**DATA:**

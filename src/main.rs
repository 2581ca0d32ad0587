//! Tic Tac Toe - terminal entry point.

use anyhow::{Context, Result};
use clap::Parser;
use tic_tac_toe::{AppConfig, Cli, run_tui};
use tracing::info;
use tracing_subscriber::EnvFilter;

fn main() -> Result<()> {
    // Load .env file
    dotenvy::dotenv().ok();

    let cli = Cli::parse();
    let config = cli.apply(AppConfig::load(cli.config.as_deref())?);

    init_logging(&config)?;
    info!(?config, "Configuration resolved");

    run_tui(&config)
}

/// Logs to a file so output does not interfere with the TUI.
fn init_logging(config: &AppConfig) -> Result<()> {
    let log_file = std::fs::File::create(config.log_file()).with_context(|| {
        format!("Failed to create log file {}", config.log_file().display())
    })?;

    tracing_subscriber::fmt()
        .with_env_filter(
            EnvFilter::try_from_default_env()
                .unwrap_or_else(|_| EnvFilter::new(config.log_filter())),
        )
        .with_writer(std::sync::Arc::new(log_file))
        .with_ansi(false)
        .init();

    Ok(())
}
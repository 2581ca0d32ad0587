//! Application configuration loaded from TOML.

use derive_getters::Getters;
use derive_more::{Display, Error};
use derive_setters::Setters;
use serde::{Deserialize, Serialize};
use std::path::{Path, PathBuf};
use tracing::{debug, info, instrument};

/// Config file looked up when none is given on the command line.
pub const DEFAULT_CONFIG_FILE: &str = "tic_tac_toe.toml";

/// User-facing settings for the terminal game.
#[derive(Debug, Clone, PartialEq, Eq, Getters, Setters, Serialize, Deserialize)]
#[setters(prefix = "with_")]
#[serde(default)]
pub struct AppConfig {
    /// File that receives log output.
    #[setters(into)]
    log_file: PathBuf,

    /// Tracing filter used when `RUST_LOG` is unset.
    #[setters(into)]
    log_filter: String,

    /// Capture mouse clicks on cells and buttons.
    mouse: bool,

    /// Show the hint under the status line.
    show_hint: bool,
}

impl Default for AppConfig {
    fn default() -> Self {
        Self {
            log_file: PathBuf::from("tic_tac_toe.log"),
            log_filter: "info".to_string(),
            mouse: true,
            show_hint: true,
        }
    }
}

impl AppConfig {
    /// Loads configuration from a TOML file.
    #[instrument(skip(path), fields(path = %path.as_ref().display()))]
    pub fn from_file(path: impl AsRef<Path>) -> Result<Self, ConfigError> {
        debug!("Loading config from file");
        let content = std::fs::read_to_string(path.as_ref())
            .map_err(|e| ConfigError::new(format!("Failed to read config file: {}", e)))?;

        let config: Self = toml::from_str(&content)
            .map_err(|e| ConfigError::new(format!("Failed to parse config: {}", e)))?;

        info!("Config loaded successfully");
        Ok(config)
    }

    /// Resolves the configuration to use.
    ///
    /// An explicit path must exist. Without one, [`DEFAULT_CONFIG_FILE`]
    /// is read if present, otherwise defaults apply.
    #[instrument]
    pub fn load(explicit: Option<&Path>) -> Result<Self, ConfigError> {
        match explicit {
            Some(path) => Self::from_file(path),
            None if Path::new(DEFAULT_CONFIG_FILE).exists() => Self::from_file(DEFAULT_CONFIG_FILE),
            None => {
                debug!("No config file, using defaults");
                Ok(Self::default())
            }
        }
    }
}

/// Configuration error.
#[derive(Debug, Clone, Display, Error)]
#[display("Config error: {} at {}:{}", message, file, line)]
pub struct ConfigError {
    /// Error message.
    pub message: String,
    /// Line number where error occurred.
    pub line: u32,
    /// Source file where error occurred.
    pub file: &'static str,
}

impl ConfigError {
    /// Creates a new configuration error.
    #[track_caller]
    pub fn new(message: String) -> Self {
        let loc = std::panic::Location::caller();
        Self {
            message,
            line: loc.line(),
            file: loc.file(),
        }
    }
}
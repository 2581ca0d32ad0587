//! Turn-taking state machine for tic-tac-toe.

use super::action::MoveError;
use super::contracts::BoardConsistent;
use super::rules::{GameOutcome, evaluate};
use super::{Board, Mark, Position, Square};
use serde::{Deserialize, Serialize};
use tracing::{debug, info, instrument};

/// Applies a move to a board without mutating it.
///
/// Returns the new board and the mark to move next. The move is
/// rejected when the game is already decided or the square is taken.
#[instrument(level = "debug", fields(board = %board))]
pub fn apply_move(board: &Board, turn: Mark, pos: Position) -> Result<(Board, Mark), MoveError> {
    if !evaluate(board).is_in_progress() {
        return Err(MoveError::GameOver);
    }
    if !board.is_empty(pos) {
        return Err(MoveError::SquareOccupied(pos));
    }

    let mut next = *board;
    next.set(pos, Square::Occupied(turn));
    Ok((next, turn.opponent()))
}

/// Complete game state: the board and whose turn it is.
#[derive(Debug, Clone, PartialEq, Eq, Serialize, Deserialize)]
pub struct GameState {
    board: Board,
    turn: Mark,
}

impl GameState {
    /// Creates a new game: empty board, X to move.
    pub fn new() -> Self {
        Self {
            board: Board::new(),
            turn: Mark::X,
        }
    }

    /// Returns the board.
    pub fn board(&self) -> &Board {
        &self.board
    }

    /// Returns the mark to move next.
    pub fn turn(&self) -> Mark {
        self.turn
    }

    /// Recomputes the outcome from the board.
    pub fn outcome(&self) -> GameOutcome {
        evaluate(&self.board)
    }

    /// Places the current mark at `pos`.
    ///
    /// Returns the outcome after the move. On rejection nothing changes.
    #[instrument(skip(self), fields(turn = %self.turn))]
    pub fn play(&mut self, pos: Position) -> Result<GameOutcome, MoveError> {
        let (board, turn) = apply_move(&self.board, self.turn, pos)?;
        self.board = board;
        self.turn = turn;
        debug_assert!(
            BoardConsistent::holds(&self.board),
            "Board consistency violated"
        );

        let outcome = self.outcome();
        debug!(board = %self.board, ?outcome, "Move applied");
        if let GameOutcome::Win(mark, line) = outcome {
            info!(%mark, line = ?line.indices(), "Game won");
        } else if outcome == GameOutcome::Draw {
            info!("Game drawn");
        }
        Ok(outcome)
    }

    /// Places the current mark at a raw board index (0-8).
    #[instrument(skip(self))]
    pub fn play_index(&mut self, index: usize) -> Result<GameOutcome, MoveError> {
        let pos = Position::from_index(index).ok_or(MoveError::OutOfBounds(index))?;
        self.play(pos)
    }

    /// Discards the current game and starts over with X to move.
    #[instrument(skip(self))]
    pub fn reset(&mut self) {
        debug!("Resetting game");
        *self = Self::new();
    }
}

impl Default for GameState {
    fn default() -> Self {
        Self::new()
    }
}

**WHAT THE TASK REQUIRES:**
Go to the line in the material above that contains "let content = std::fs::read_to_string(path.as_ref())" and copy exactly from there through the line that contains "An explicit path", stopping after it.

**TASK SOLUTION:**
        let content = std::fs::read_to_string(path.as_ref())
            .map_err(|e| ConfigError::new(format!("Failed to read config file: {}", e)))?;

        let config: Self = toml::from_str(&content)
            .map_err(|e| ConfigError::new(format!("Failed to parse config: {}", e)))?;

        info!("Config loaded successfully");
        Ok(config)
    }

    /// Resolves the configuration to use.
    ///
    /// An explicit path must exist. Without one, [`DEFAULT_CONFIG_FILE`]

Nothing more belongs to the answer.